Work through the records below and copy every line that includes "PostgreSQL".

*** Opening of RECORDED INFORMATION ***

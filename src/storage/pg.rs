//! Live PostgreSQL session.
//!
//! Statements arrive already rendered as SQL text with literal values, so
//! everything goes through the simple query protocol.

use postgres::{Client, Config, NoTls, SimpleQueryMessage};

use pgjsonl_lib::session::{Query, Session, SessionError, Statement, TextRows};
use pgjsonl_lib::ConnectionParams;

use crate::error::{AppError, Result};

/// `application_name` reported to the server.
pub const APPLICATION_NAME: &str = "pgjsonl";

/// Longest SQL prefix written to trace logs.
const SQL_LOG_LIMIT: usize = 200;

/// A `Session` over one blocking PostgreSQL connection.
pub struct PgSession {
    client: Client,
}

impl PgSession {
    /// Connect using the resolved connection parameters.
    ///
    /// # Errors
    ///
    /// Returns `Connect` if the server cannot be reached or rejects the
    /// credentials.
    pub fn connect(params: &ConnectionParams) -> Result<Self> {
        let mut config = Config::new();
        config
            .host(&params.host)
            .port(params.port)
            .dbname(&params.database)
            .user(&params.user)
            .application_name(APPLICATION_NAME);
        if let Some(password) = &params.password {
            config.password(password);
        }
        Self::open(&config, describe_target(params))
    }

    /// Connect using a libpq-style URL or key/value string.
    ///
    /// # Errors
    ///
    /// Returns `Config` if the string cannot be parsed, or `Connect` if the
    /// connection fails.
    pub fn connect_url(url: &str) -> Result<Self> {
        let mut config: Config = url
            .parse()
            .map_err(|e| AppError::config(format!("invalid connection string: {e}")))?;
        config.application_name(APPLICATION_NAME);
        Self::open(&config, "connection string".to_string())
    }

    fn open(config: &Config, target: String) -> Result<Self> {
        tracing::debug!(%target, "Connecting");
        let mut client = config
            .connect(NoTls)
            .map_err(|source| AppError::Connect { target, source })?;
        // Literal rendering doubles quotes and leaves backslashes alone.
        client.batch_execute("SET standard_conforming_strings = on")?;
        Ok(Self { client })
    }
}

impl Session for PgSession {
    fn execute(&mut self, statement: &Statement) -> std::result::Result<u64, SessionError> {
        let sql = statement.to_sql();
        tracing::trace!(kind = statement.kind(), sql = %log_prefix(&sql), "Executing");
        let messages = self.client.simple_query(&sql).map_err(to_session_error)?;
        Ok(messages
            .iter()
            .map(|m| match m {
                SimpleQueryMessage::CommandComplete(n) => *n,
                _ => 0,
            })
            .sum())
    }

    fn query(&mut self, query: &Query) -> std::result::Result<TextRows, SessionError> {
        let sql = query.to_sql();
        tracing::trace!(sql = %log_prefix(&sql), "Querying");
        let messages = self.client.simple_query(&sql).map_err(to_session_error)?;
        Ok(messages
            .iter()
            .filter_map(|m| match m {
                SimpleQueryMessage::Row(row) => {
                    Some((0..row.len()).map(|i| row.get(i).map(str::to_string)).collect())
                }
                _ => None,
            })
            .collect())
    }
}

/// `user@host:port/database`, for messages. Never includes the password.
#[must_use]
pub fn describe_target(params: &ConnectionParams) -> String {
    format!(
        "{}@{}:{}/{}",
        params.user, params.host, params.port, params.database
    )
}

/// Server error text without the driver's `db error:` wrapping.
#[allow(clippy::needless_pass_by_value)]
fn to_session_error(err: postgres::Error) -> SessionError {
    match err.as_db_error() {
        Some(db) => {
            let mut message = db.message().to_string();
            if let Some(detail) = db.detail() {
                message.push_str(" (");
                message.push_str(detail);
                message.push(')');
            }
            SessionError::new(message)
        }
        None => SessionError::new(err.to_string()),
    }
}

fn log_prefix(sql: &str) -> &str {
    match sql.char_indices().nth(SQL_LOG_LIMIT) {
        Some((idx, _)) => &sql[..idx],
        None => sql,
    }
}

*** Close of RECORDED INFORMATION ***

* **RESULT**
//! Live PostgreSQL session.
/// A `Session` over one blocking PostgreSQL connection.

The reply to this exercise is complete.